Data to process:
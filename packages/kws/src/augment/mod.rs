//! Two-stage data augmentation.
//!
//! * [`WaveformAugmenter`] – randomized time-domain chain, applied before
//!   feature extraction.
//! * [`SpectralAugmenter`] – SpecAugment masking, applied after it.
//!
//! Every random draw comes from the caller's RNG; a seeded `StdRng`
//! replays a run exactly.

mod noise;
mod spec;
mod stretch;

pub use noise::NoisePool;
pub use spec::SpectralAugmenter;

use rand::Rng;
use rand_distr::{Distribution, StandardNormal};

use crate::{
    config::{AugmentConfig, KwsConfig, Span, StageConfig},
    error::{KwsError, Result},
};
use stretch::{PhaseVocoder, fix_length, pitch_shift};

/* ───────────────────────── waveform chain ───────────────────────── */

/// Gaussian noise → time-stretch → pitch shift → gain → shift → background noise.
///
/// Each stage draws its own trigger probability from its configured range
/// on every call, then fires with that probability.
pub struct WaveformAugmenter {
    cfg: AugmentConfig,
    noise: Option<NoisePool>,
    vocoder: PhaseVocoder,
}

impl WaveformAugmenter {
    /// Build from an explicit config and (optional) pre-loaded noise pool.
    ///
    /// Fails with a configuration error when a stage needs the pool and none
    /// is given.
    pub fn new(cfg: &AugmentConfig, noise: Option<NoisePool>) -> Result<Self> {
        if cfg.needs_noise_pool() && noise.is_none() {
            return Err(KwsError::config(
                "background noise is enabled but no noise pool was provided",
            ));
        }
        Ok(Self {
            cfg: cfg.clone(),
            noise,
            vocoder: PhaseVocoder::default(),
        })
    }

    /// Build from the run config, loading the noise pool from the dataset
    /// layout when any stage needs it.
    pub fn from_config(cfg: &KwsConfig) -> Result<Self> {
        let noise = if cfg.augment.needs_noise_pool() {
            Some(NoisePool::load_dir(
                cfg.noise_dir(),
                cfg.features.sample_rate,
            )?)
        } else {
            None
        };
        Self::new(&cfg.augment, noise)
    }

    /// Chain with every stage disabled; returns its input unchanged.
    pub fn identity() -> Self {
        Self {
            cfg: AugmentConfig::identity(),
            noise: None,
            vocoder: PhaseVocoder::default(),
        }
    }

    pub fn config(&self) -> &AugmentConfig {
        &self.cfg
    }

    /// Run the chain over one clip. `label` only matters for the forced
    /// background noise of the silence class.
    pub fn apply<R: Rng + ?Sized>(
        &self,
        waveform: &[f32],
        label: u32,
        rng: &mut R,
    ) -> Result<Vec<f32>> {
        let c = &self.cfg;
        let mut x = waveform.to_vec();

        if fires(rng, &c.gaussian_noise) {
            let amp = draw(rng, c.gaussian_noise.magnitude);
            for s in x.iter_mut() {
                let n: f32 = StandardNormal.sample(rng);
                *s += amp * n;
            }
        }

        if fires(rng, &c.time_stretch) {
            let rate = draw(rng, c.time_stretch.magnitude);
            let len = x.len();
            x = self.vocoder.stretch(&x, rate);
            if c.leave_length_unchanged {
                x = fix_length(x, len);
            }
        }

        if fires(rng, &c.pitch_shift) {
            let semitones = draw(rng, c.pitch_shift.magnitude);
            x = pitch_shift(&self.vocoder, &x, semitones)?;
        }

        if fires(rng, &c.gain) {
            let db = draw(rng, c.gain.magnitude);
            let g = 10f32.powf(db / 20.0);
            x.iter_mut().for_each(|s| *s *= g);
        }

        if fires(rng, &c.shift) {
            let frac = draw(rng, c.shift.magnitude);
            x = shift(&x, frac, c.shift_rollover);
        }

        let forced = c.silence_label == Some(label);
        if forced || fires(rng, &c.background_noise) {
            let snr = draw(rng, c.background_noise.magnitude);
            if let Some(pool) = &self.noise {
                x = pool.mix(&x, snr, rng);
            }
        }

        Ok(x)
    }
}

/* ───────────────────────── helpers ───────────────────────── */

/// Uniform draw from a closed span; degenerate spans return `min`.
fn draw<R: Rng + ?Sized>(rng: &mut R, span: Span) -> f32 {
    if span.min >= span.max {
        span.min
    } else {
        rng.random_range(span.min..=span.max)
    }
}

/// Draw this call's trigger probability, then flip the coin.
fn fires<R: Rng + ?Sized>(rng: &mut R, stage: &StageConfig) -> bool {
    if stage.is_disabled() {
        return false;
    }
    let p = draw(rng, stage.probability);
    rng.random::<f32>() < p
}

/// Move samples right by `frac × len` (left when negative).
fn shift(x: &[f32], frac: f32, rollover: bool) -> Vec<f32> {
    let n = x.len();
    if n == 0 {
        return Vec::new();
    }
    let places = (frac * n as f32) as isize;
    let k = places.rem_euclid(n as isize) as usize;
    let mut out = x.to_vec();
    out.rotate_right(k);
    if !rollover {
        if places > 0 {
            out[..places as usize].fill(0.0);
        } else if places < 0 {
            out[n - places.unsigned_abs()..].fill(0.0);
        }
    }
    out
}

Instructions to follow: Which lines of the records above contain the word "semitones"? Show each of them.

Answer for the task:
            let semitones = draw(rng, c.pitch_shift.magnitude);
            x = pitch_shift(&self.vocoder, &x, semitones)?;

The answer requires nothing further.